Krebsfrüherkennung

 

1971 wurden Krebsfüherkennungsuntersuchungen in Deutschland bundesweit eingeführt und sind Bestandteil des Leistungsspektrums der Krankenkassen.

Der Gesetzgeber trug damit der Tatsache Rechnung, dass bösartige Gewebsveränderungen nur bei rechtzeitigem Erkennen heilbar sind; bei bestimmten Krebsarten können durch eine sorgfältig durchgeführte Untersuchung der Übergang von einer Krebsvorstufe in den endgültigen Krebs verhindert werden.

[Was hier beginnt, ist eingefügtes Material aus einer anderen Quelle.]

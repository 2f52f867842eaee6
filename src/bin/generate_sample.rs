use std::f64::consts::{PI, TAU};

use anyhow::{Context, Result};
use serde::Serialize;

/// One hourly meter reading.
#[derive(Debug, Serialize)]
struct Reading {
    hour: String,
    region: &'static str,
    consumption_kwh: f64,
    solar_kwh: f64,
    temperature_c: f64,
}

/// Deterministic noise source (splitmix64) so reruns give the same files.
struct Noise {
    state: u64,
}

impl Noise {
    fn new(seed: u64) -> Self {
        Noise { state: seed }
    }

    fn next_u64(&mut self) -> u64 {
        self.state = self.state.wrapping_add(0x9e37_79b9_7f4a_7c15);
        let mut z = self.state;
        z = (z ^ (z >> 30)).wrapping_mul(0xbf58_476d_1ce4_e5b9);
        z = (z ^ (z >> 27)).wrapping_mul(0x94d0_49bb_1331_11eb);
        z ^ (z >> 31)
    }

    fn unit(&mut self) -> f64 {
        (self.next_u64() >> 11) as f64 / (1u64 << 53) as f64
    }

    /// Uniform noise in `[-amplitude, amplitude)`.
    fn jitter(&mut self, amplitude: f64) -> f64 {
        (self.unit() * 2.0 - 1.0) * amplitude
    }
}

/// Daily load curve: overnight trough, morning and evening peaks.
fn load_curve(hour: usize, base_kwh: f64) -> f64 {
    let h = hour as f64;
    let morning = (-((h - 8.0).powi(2)) / 6.0).exp();
    let evening = (-((h - 19.0).powi(2)) / 8.0).exp();
    base_kwh * (0.55 + 0.5 * morning + 0.8 * evening)
}

fn solar_curve(hour: usize, peak_kwh: f64) -> f64 {
    let h = hour as f64;
    if (6.0..=20.0).contains(&h) {
        peak_kwh * ((h - 6.0) / 14.0 * PI).sin()
    } else {
        0.0
    }
}

fn temperature_curve(hour: usize) -> f64 {
    4.0 + 5.0 * ((hour as f64 - 9.0) / 24.0 * TAU).sin()
}

fn readings(
    region: &'static str,
    hours: usize,
    base_kwh: f64,
    noise: &mut Noise,
) -> Vec<Reading> {
    (0..hours)
        .map(|i| {
            let hour_of_day = i % 24;
            let day = i / 24 + 1;
            Reading {
                hour: format!("2020-01-{day:02} {hour_of_day:02}:00"),
                region,
                consumption_kwh: round2(load_curve(hour_of_day, base_kwh) + noise.jitter(0.3)),
                solar_kwh: round2((solar_curve(hour_of_day, 2.5) + noise.jitter(0.1)).max(0.0)),
                temperature_c: round2(temperature_curve(hour_of_day) + noise.jitter(0.8)),
            }
        })
        .collect()
}

fn round2(v: f64) -> f64 {
    (v * 100.0).round() / 100.0
}

fn write_csv(path: &str, rows: &[Reading]) -> Result<()> {
    let mut writer = csv::Writer::from_path(path).with_context(|| format!("creating {path}"))?;
    for row in rows {
        writer.serialize(row).with_context(|| format!("writing {path}"))?;
    }
    writer.flush().with_context(|| format!("flushing {path}"))?;
    println!("Wrote {} readings to {path}", rows.len());
    Ok(())
}

fn main() -> Result<()> {
    let mut noise = Noise::new(42);

    // Different lengths on purpose: the comparison view truncates to the shorter.
    let first = readings("north", 72, 3.2, &mut noise);
    let second = readings("south", 48, 2.6, &mut noise);

    write_csv("energy_a.csv", &first)?;
    write_csv("energy_b.csv", &second)?;
    Ok(())
}
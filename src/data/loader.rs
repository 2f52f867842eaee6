use std::collections::{HashMap, HashSet};
use std::io::Read;
use std::path::{Path, PathBuf};
use std::time::Duration;

use thiserror::Error;

use super::model::{Column, ShapeError, Table, Value};

const FETCH_TIMEOUT: Duration = Duration::from_secs(30);
const UTF8_BOM: &[u8] = b"\xEF\xBB\xBF";

/// Cell texts read as missing values, following the usual dataframe defaults.
const NULL_TOKENS: &[&str] = &["", "NA", "N/A", "n/a", "NaN", "nan", "null", "NULL", "None"];

#[derive(Debug, Error)]
pub enum LoadError {
    #[error("request failed: {0}")]
    Fetch(#[from] reqwest::Error),
    #[error("server answered {status} for {url}")]
    Status {
        url: String,
        status: reqwest::StatusCode,
    },
    #[error("malformed CSV: {0}")]
    Csv(#[from] csv::Error),
    #[error("the file has no header row")]
    MissingHeader,
    #[error("could not read {}: {source}", path.display())]
    Io {
        path: PathBuf,
        #[source]
        source: std::io::Error,
    },
    #[error(transparent)]
    Shape(#[from] ShapeError),
}

// ---------------------------------------------------------------------------
// Public entry-points
// ---------------------------------------------------------------------------

/// Fetch a CSV over HTTP(S) and parse it. Blocks until the whole body is in.
pub fn load_remote(url: &str) -> Result<Table, LoadError> {
    let client = reqwest::blocking::Client::builder()
        .timeout(FETCH_TIMEOUT)
        .build()?;
    let response = client.get(url).send()?;

    let status = response.status();
    if !status.is_success() {
        return Err(LoadError::Status {
            url: url.to_string(),
            status,
        });
    }

    let body = response.bytes()?;
    let table = load_uploaded(&body)?;
    log::info!(
        "Fetched {url}: {} rows x {} columns",
        table.row_count(),
        table.column_count()
    );
    Ok(table)
}

/// Parse an in-memory CSV payload, e.g. the bytes of an uploaded file.
pub fn load_uploaded(bytes: &[u8]) -> Result<Table, LoadError> {
    let bytes = bytes.strip_prefix(UTF8_BOM).unwrap_or(bytes);
    parse_csv(bytes)
}

/// Read a CSV file from disk and parse it.
pub fn load_path(path: &Path) -> Result<Table, LoadError> {
    let bytes = std::fs::read(path).map_err(|source| LoadError::Io {
        path: path.to_path_buf(),
        source,
    })?;
    load_uploaded(&bytes)
}

// ---------------------------------------------------------------------------
// CSV parsing
// ---------------------------------------------------------------------------

/// Header row first, comma separated. Every record must have exactly as
/// many fields as the header; anything else fails the whole load.
fn parse_csv<R: Read>(input: R) -> Result<Table, LoadError> {
    let mut reader = csv::ReaderBuilder::new()
        .has_headers(true)
        .flexible(false)
        .from_reader(input);

    let headers = reader.headers()?.clone();
    if headers.is_empty() {
        return Err(LoadError::MissingHeader);
    }

    let mut columns: Vec<Column> = unique_headers(&headers)
        .into_iter()
        .map(|name| Column::new(name, Vec::new()))
        .collect();

    for result in reader.records() {
        let record = result?;
        for (column, field) in columns.iter_mut().zip(record.iter()) {
            column.values.push(infer_value(field));
        }
    }

    Ok(Table::from_columns(columns)?)
}

/// Blank header cells become `Unnamed: <idx>`; repeated names get `.1`,
/// `.2`, … suffixes so every column stays addressable by name.
fn unique_headers(raw: &csv::StringRecord) -> Vec<String> {
    let mut seen: HashSet<String> = HashSet::new();
    let mut suffixes: HashMap<String, usize> = HashMap::new();

    raw.iter()
        .enumerate()
        .map(|(idx, name)| {
            let base = if name.trim().is_empty() {
                format!("Unnamed: {idx}")
            } else {
                name.to_string()
            };
            let mut candidate = base.clone();
            while seen.contains(&candidate) {
                let n = suffixes.entry(base.clone()).or_insert(0);
                *n += 1;
                candidate = format!("{base}.{n}");
            }
            seen.insert(candidate.clone());
            candidate
        })
        .collect()
}

fn infer_value(field: &str) -> Value {
    let s = field.trim();
    if NULL_TOKENS.contains(&s) {
        return Value::Null;
    }
    if let Ok(i) = s.parse::<i64>() {
        return Value::Integer(i);
    }
    if let Ok(f) = s.parse::<f64>() {
        return Value::Float(f);
    }
    match s {
        "true" | "True" | "TRUE" => Value::Bool(true),
        "false" | "False" | "FALSE" => Value::Bool(false),
        _ => Value::Text(field.to_string()),
    }
}

#[cfg(test)]
mod tests {
    use super::*;

    fn names(table: &Table) -> Vec<&str> {
        table.columns().iter().map(|c| c.name.as_str()).collect()
    }

    #[test]
    fn parses_header_and_infers_types() {
        let csv = "region,kwh,peak,solar\nnorth,12,true,1.5\nsouth,7,False,\n";
        let table = load_uploaded(csv.as_bytes()).unwrap();

        assert_eq!(names(&table), ["region", "kwh", "peak", "solar"]);
        assert_eq!(table.row_count(), 2);
        assert_eq!(
            table.column("region").unwrap().values,
            [Value::Text("north".into()), Value::Text("south".into())]
        );
        assert_eq!(
            table.column("kwh").unwrap().values,
            [Value::Integer(12), Value::Integer(7)]
        );
        assert_eq!(
            table.column("peak").unwrap().values,
            [Value::Bool(true), Value::Bool(false)]
        );
        assert_eq!(
            table.column("solar").unwrap().values,
            [Value::Float(1.5), Value::Null]
        );
    }

    #[test]
    fn null_tokens_are_missing_values() {
        let table = load_uploaded(b"a\nNA\nNaN\nnull\n 3 \n").unwrap();
        assert_eq!(
            table.column("a").unwrap().values,
            [Value::Null, Value::Null, Value::Null, Value::Integer(3)]
        );
    }

    #[test]
    fn ragged_row_fails_the_whole_load() {
        let err = load_uploaded(b"a,b\n1,2\n3\n4,5\n").unwrap_err();
        assert!(matches!(err, LoadError::Csv(_)), "got {err:?}");
    }

    #[test]
    fn empty_payload_has_no_header() {
        let err = load_uploaded(b"").unwrap_err();
        assert!(matches!(err, LoadError::MissingHeader), "got {err:?}");
    }

    #[test]
    fn invalid_utf8_is_a_parse_error() {
        let err = load_uploaded(b"a,b\n1,\xff\xfe\n").unwrap_err();
        assert!(matches!(err, LoadError::Csv(_)), "got {err:?}");
    }

    #[test]
    fn header_only_gives_empty_table() {
        let table = load_uploaded(b"date,kwh\n").unwrap();
        assert_eq!(names(&table), ["date", "kwh"]);
        assert!(table.is_empty());
    }

    #[test]
    fn bom_is_stripped_from_first_header() {
        let table = load_uploaded(b"\xEF\xBB\xBFdate,kwh\n2020-01-01,4\n").unwrap();
        assert_eq!(names(&table), ["date", "kwh"]);
    }

    #[test]
    fn duplicate_and_blank_headers_are_made_unique() {
        let table = load_uploaded(b"kwh,kwh,,kwh\n1,2,3,4\n").unwrap();
        assert_eq!(names(&table), ["kwh", "kwh.1", "Unnamed: 2", "kwh.2"]);
    }

    #[test]
    fn missing_file_is_io_error() {
        let err = load_path(Path::new("/definitely/not/here.csv")).unwrap_err();
        assert!(matches!(err, LoadError::Io { .. }), "got {err:?}");
        assert!(err.to_string().contains("/definitely/not/here.csv"));
    }

    #[test]
    fn refused_connection_is_fetch_error() {
        let err = load_remote("http://127.0.0.1:1/energy.csv").unwrap_err();
        assert!(matches!(err, LoadError::Fetch(_)), "got {err:?}");
    }
}
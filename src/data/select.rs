use thiserror::Error;

use super::model::{Column, Table, Value};

/// A selection named a column the table does not have.
#[derive(Debug, Clone, PartialEq, Eq, Error)]
#[error("no column named '{0}' in this dataset")]
pub struct UnknownColumn(pub String);

/// Column names of `table` in source order.
pub fn available_columns(table: &Table) -> Vec<&str> {
    table.columns().iter().map(|c| c.name.as_str()).collect()
}

/// A borrowed projection of a [`Table`]; never copies cell data.
#[derive(Debug, Clone)]
pub struct TableView<'a> {
    columns: Vec<&'a Column>,
}

impl<'a> TableView<'a> {
    pub fn columns(&self) -> &[&'a Column] {
        &self.columns
    }
}

/// Project `table` onto `names`, in the order given. Zero names is a valid,
/// empty view.
pub fn select<'a, S: AsRef<str>>(
    table: &'a Table,
    names: &[S],
) -> Result<TableView<'a>, UnknownColumn> {
    let columns = names
        .iter()
        .map(|name| {
            let name = name.as_ref();
            table
                .column(name)
                .ok_or_else(|| UnknownColumn(name.to_string()))
        })
        .collect::<Result<Vec<_>, _>>()?;
    Ok(TableView { columns })
}

/// Values of a single column.
pub fn select_single<'a>(table: &'a Table, name: &str) -> Result<&'a [Value], UnknownColumn> {
    table
        .column(name)
        .map(|c| c.values.as_slice())
        .ok_or_else(|| UnknownColumn(name.to_string()))
}

// ---------------------------------------------------------------------------
// ColumnSelection – multi-select widget state
// ---------------------------------------------------------------------------

/// Ordered set of picked column names, kept in the order they were picked.
#[derive(Debug, Clone, Default, PartialEq, Eq)]
pub struct ColumnSelection {
    names: Vec<String>,
}

impl ColumnSelection {
    /// Add `name` if absent, remove it otherwise. Returns whether it is
    /// selected afterwards.
    pub fn toggle(&mut self, name: &str) -> bool {
        if let Some(pos) = self.names.iter().position(|n| n == name) {
            self.names.remove(pos);
            false
        } else {
            self.names.push(name.to_string());
            true
        }
    }

    pub fn contains(&self, name: &str) -> bool {
        self.names.iter().any(|n| n == name)
    }

    pub fn names(&self) -> &[String] {
        &self.names
    }

    pub fn is_empty(&self) -> bool {
        self.names.is_empty()
    }

    pub fn clear(&mut self) {
        self.names.clear();
    }

    /// Drop picks that `table` no longer has (after a re-upload).
    pub fn retain_known(&mut self, table: &Table) {
        self.names.retain(|n| table.column(n).is_some());
    }
}

impl<S: Into<String>> FromIterator<S> for ColumnSelection {
    fn from_iter<I: IntoIterator<Item = S>>(iter: I) -> Self {
        let mut selection = ColumnSelection::default();
        for name in iter {
            let name = name.into();
            if !selection.contains(&name) {
                selection.names.push(name);
            }
        }
        selection
    }
}

#[cfg(test)]
mod tests {
    use super::*;
    use crate::data::loader::load_uploaded;

    fn table() -> Table {
        load_uploaded(b"date,kwh,region\n2020-01,3,north\n2020-02,4,south\n").unwrap()
    }

    #[test]
    fn available_columns_keep_source_order() {
        assert_eq!(available_columns(&table()), ["date", "kwh", "region"]);
    }

    #[test]
    fn select_projects_in_requested_order() {
        let table = table();
        let view = select(&table, &["region", "kwh"]).unwrap();
        let names: Vec<&str> = view.columns().iter().map(|c| c.name.as_str()).collect();
        assert_eq!(names, ["region", "kwh"]);
    }

    #[test]
    fn empty_selection_is_an_empty_view() {
        let table = table();
        let view = select::<&str>(&table, &[]).unwrap();
        assert!(view.columns().is_empty());
    }

    #[test]
    fn unknown_column_is_reported() {
        let table = table();
        assert_eq!(
            select(&table, &["kwh", "gas"]).unwrap_err(),
            UnknownColumn("gas".into())
        );
        assert_eq!(
            select_single(&table, "gas").unwrap_err(),
            UnknownColumn("gas".into())
        );
    }

    #[test]
    fn select_single_borrows_values() {
        let table = table();
        assert_eq!(
            select_single(&table, "kwh").unwrap(),
            [Value::Integer(3), Value::Integer(4)]
        );
    }

    #[test]
    fn toggle_keeps_pick_order() {
        let mut selection = ColumnSelection::default();
        assert!(selection.toggle("kwh"));
        assert!(selection.toggle("date"));
        assert!(selection.toggle("region"));
        assert!(!selection.toggle("date"));
        assert_eq!(selection.names(), ["kwh", "region"]);
        assert!(!selection.contains("date"));
    }

    #[test]
    fn retain_known_drops_stale_names() {
        let mut selection: ColumnSelection = ["kwh", "gas", "date"].into_iter().collect();
        selection.retain_known(&table());
        assert_eq!(selection.names(), ["kwh", "date"]);
    }
}
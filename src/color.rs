use eframe::egui::Color32;
use palette::{Hsl, IntoColor, Srgb};

// ---------------------------------------------------------------------------
// Theme colours
// ---------------------------------------------------------------------------

pub const ACCENT: Color32 = Color32::from_rgb(0x56, 0xcf, 0xe1);
pub const HIGHLIGHT: Color32 = Color32::from_rgb(0xf4, 0xa2, 0x61);
pub const LOGOUT: Color32 = Color32::from_rgb(0xf4, 0x8c, 0x06);
pub const SIDEBAR: Color32 = Color32::from_rgb(0x39, 0x48, 0x67);

pub const SUCCESS: Color32 = Color32::from_rgb(0x3b, 0xb2, 0x73);
pub const WARNING: Color32 = Color32::from_rgb(0xe9, 0xc4, 0x6a);
pub const ERROR: Color32 = Color32::from_rgb(0xe6, 0x39, 0x46);

// ---------------------------------------------------------------------------
// Series palette
// ---------------------------------------------------------------------------

/// First hue sits on the accent blue so a single series matches the theme.
const BASE_HUE: f32 = 190.0;
const SATURATION: f32 = 0.7;
const LIGHTNESS: f32 = 0.55;

/// `n` visually distinct colours on evenly spaced hues, one per series or
/// pie slice.
pub fn series_colors(n: usize) -> Vec<Color32> {
    (0..n)
        .map(|i| {
            let hue = (BASE_HUE + i as f32 / n as f32 * 360.0) % 360.0;
            let rgb: Srgb = Hsl::new(hue, SATURATION, LIGHTNESS).into_color();
            let rgb: Srgb<u8> = rgb.into_format();
            Color32::from_rgb(rgb.red, rgb.green, rgb.blue)
        })
        .collect()
}
/// Pair two series positionally by truncating both to the shorter length.
///
/// The first `min(a.len(), b.len())` elements of each input are kept and
/// everything past that is dropped. There is no key-based join and no
/// resampling, so rows beyond the shorter series are discarded without
/// notice to the caller. An index-aligned join or interpolation would give
/// different results and is deliberately not done here.
pub fn align<'a, V>(a: &'a [V], b: &'a [V]) -> (&'a [V], &'a [V]) {
    let len = a.len().min(b.len());
    if a.len() != b.len() {
        log::debug!(
            "aligning series of {} and {} values to {len}",
            a.len(),
            b.len()
        );
    }
    (&a[..len], &b[..len])
}

#[cfg(test)]
mod tests {
    use super::*;

    #[test]
    fn truncates_longer_series_from_the_end() {
        let a: Vec<i32> = (0..10).collect();
        let b: Vec<i32> = (100..107).collect();
        let (x, y) = align(&a, &b);
        assert_eq!(x.len(), 7);
        assert_eq!(y.len(), 7);
        assert_eq!(x, &a[..7]);
        assert_eq!(y, b.as_slice());
    }

    #[test]
    fn order_is_preserved_whichever_side_is_longer() {
        let a = [3.0, 1.0];
        let b = [9.0, 8.0, 7.0, 6.0];
        assert_eq!(align(&a, &b), (&a[..], &b[..2]));
        assert_eq!(align(&b, &a), (&b[..2], &a[..]));
    }

    #[test]
    fn empty_input_empties_both() {
        let empty: [u8; 0] = [];
        let b = [1, 2, 3];
        assert_eq!(align(&empty, &b), (&[][..], &[][..]));
        assert_eq!(align(&b, &empty), (&[][..], &[][..]));
    }

    #[test]
    fn equal_lengths_are_untouched() {
        let a = ["x", "y"];
        let b = ["p", "q"];
        assert_eq!(align(&a, &b), (&a[..], &b[..]));
    }
}
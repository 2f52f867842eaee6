use thiserror::Error;

use super::credentials::CredentialStore;

/// Where a [`Session`] sits in the login state machine.
#[derive(Debug, Clone, Copy, PartialEq, Eq)]
pub enum AuthState {
    Anonymous,
    Authenticated,
}

/// Authentication status of the one interactive user.
///
/// Starts anonymous. Only [`AuthGate::login`] and [`AuthGate::logout`]
/// change it.
#[derive(Debug, Clone, Default, PartialEq, Eq)]
pub struct Session {
    logged_in: bool,
    username: String,
}

impl Session {
    pub fn new() -> Self {
        Self::default()
    }

    pub fn state(&self) -> AuthState {
        if self.logged_in {
            AuthState::Authenticated
        } else {
            AuthState::Anonymous
        }
    }

    /// Name of the logged-in user, if any.
    pub fn username(&self) -> Option<&str> {
        self.logged_in.then_some(self.username.as_str())
    }
}

/// Login failure. Carries nothing that tells a wrong password apart from an
/// unknown user.
#[derive(Debug, Clone, PartialEq, Eq, Error)]
pub enum AuthError {
    #[error("Invalid username or password. Please try again.")]
    InvalidCredentials,
}

/// Checks credentials against a [`CredentialStore`] and moves sessions
/// between anonymous and authenticated.
#[derive(Debug, Clone)]
pub struct AuthGate {
    store: CredentialStore,
}

impl AuthGate {
    pub fn new(store: CredentialStore) -> Self {
        Self { store }
    }

    /// Exact, case-sensitive match. Unknown users never verify.
    pub fn verify(&self, username: &str, password: &str) -> bool {
        self.store.lookup(username) == Some(password)
    }

    /// Authenticate `session`. A session that is already authenticated is
    /// left as it is and the credentials are not checked.
    pub fn login(
        &self,
        session: &mut Session,
        username: &str,
        password: &str,
    ) -> Result<(), AuthError> {
        if session.logged_in {
            return Ok(());
        }
        if !self.verify(username, password) {
            return Err(AuthError::InvalidCredentials);
        }
        session.logged_in = true;
        session.username = username.to_string();
        Ok(())
    }

    /// Back to anonymous, from any state.
    pub fn logout(&self, session: &mut Session) {
        session.logged_in = false;
        session.username.clear();
    }

    pub fn is_authenticated(&self, session: &Session) -> bool {
        session.logged_in
    }
}

#[cfg(test)]
mod tests {
    use super::*;

    fn gate() -> AuthGate {
        AuthGate::new(CredentialStore::from_pairs([("user1", "password1")]).unwrap())
    }

    #[test]
    fn verify_requires_the_exact_pair() {
        let gate = gate();
        assert!(gate.verify("user1", "password1"));
        assert!(!gate.verify("user1", "wrong"));
        assert!(!gate.verify("nouser", "x"));
        assert!(!gate.verify("USER1", "password1"));
        assert!(!gate.verify("user1", "password1 "));
        assert!(!gate.verify("", ""));
    }

    #[test]
    fn login_then_logout() {
        let gate = gate();
        let mut session = Session::new();
        assert_eq!(session.state(), AuthState::Anonymous);

        gate.login(&mut session, "user1", "password1").unwrap();
        assert!(gate.is_authenticated(&session));
        assert_eq!(session.username(), Some("user1"));

        gate.logout(&mut session);
        assert!(!gate.is_authenticated(&session));
        assert_eq!(session.username(), None);
        assert_eq!(session, Session::new());
    }

    #[test]
    fn failed_login_leaves_session_unchanged() {
        let gate = gate();
        let mut session = Session::new();
        assert_eq!(
            gate.login(&mut session, "user1", "nope"),
            Err(AuthError::InvalidCredentials)
        );
        assert_eq!(
            gate.login(&mut session, "ghost", "password1"),
            Err(AuthError::InvalidCredentials)
        );
        assert_eq!(session.state(), AuthState::Anonymous);
    }

    #[test]
    fn unknown_user_and_wrong_password_read_the_same() {
        let gate = gate();
        let mut session = Session::new();
        let wrong_password = gate.login(&mut session, "user1", "nope").unwrap_err();
        let unknown_user = gate.login(&mut session, "ghost", "nope").unwrap_err();
        assert_eq!(wrong_password.to_string(), unknown_user.to_string());
    }

    #[test]
    fn login_while_authenticated_is_a_no_op() {
        let gate = gate();
        let mut session = Session::new();
        gate.login(&mut session, "user1", "password1").unwrap();
        gate.login(&mut session, "someone", "else").unwrap();
        assert_eq!(session.username(), Some("user1"));
    }

    #[test]
    fn logout_is_idempotent() {
        let gate = gate();
        let mut session = Session::new();
        gate.logout(&mut session);
        gate.logout(&mut session);
        assert_eq!(session.state(), AuthState::Anonymous);
    }
}
use crate::auth::CredentialStore;

pub const DEFAULT_DATA_URL: &str = "https://raw.githubusercontent.com/aishvipareek/ECDanalysis/refs/heads/main/energy-consumption-2020-1.csv";

/// Everything the dashboard needs to start. Built once in `main`.
#[derive(Debug, Clone)]
pub struct AppConfig {
    /// CSV fetched for the static visualization after login.
    pub data_url: String,
    pub credentials: CredentialStore,
    /// Rows shown in the preview of each uploaded file.
    pub preview_rows: usize,
    pub window_size: [f32; 2],
    pub min_window_size: [f32; 2],
}

impl Default for AppConfig {
    fn default() -> Self {
        Self {
            data_url: DEFAULT_DATA_URL.to_string(),
            credentials: CredentialStore::default(),
            preview_rows: 5,
            window_size: [1100.0, 760.0],
            min_window_size: [640.0, 420.0],
        }
    }
}

impl AppConfig {
    pub fn with_data_url(mut self, data_url: impl Into<String>) -> Self {
        self.data_url = data_url.into();
        self
    }

    pub fn with_credentials(mut self, credentials: CredentialStore) -> Self {
        self.credentials = credentials;
        self
    }
}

Ab Januar 2020 ist das neue organisierte Programm zur Früherkennung von Gebärmutterhalskrebs gestartet. Bei auffälligen Befunden sieht das Programm neue Abläufe und Zusatzuntersuchungen zur Abklärung vor, die wir komplett für Sie durchführen können   (z.B. Abklärungskolposkopie).

Folgende Untersuchungen können Sie zu Lasten ihrer Krankenkasse einmal jährlich in Anspruch nehmen:

  • Ab dem 20. Lebensjahr jährliche gynäkologische Untersuchung mit einem Zellabstrich vom Muttermund
  • Ab 35. Lebensjahr jährliche gynäkologische Untersuchung plus alle 3 Jahre ein Kombinationstest, bei dem ein Abstrich auf HPV Viren (Gebärmutterhalskrebsviren, die beim Geschlechtsverkehr übertragen werden und Zellveränderungen untersucht wird). Bei 5% aller Frauen persistiert dieses Virus, 80% davon entwickeln in den nächsten 2 Jahren einen Antikörper, in den wenigsten Fällen entwickelt sich eine Erkrankung
  • Kontrolle der Haut auf  auffällige Pigmentveränderungen
  • Abtasten der Brust
    Wichtig zu wissen: Gesundheitscheckup ab dem 35. Lebensjahr beim Hausarzt enthält Folgendes: https://www.bundesgesundheitsministerium.de/checkup.html

Ab dem 50. Lebensjahr kommen hinzu:

  • immunologischer Stuhltest zur Darmkrebsvorsorge (FOB)
  • Seit Anfang 2006 alle 2 Jahre Röntgenuntersuchung der Brust (Mammographiescreening) www.zsmammo-bb.de
  • Ab dem 55. Lebensjahr kann alle 10 Jahre vorsorglich eine Darmspiegelung (Coloskopie) durchgeführt werden

Als IGeL (Individuelle Gesundheitsleistung) von Ihnen jederzeit wählbar:

  • Brustultraschall als Diagnostik zur gezielten Brustkrebsvorsorge
  • vaginaler Ultraschall zur genauen Beurteilung  der Eierstöcke und Gebärmutter im Unterbauch
    Diese Untersuchungen sind unseres Erachtens sinnvolle Ergänzungen des Vorsorgespektrums. Sie werden aber, wenn sie als Vorsorgeuntersuchungen, d.h. wenn sie nicht zur Abklärung eines Befundes vorgenommen werden, nicht von den gesetzlichen Krankenkassen übernommen und müssen daher nach der GOÄ (Gebührenordung für Ärzte) als sogenannte IGeL (Individuelle Gesundheitsleistung) privat bezahlt werden.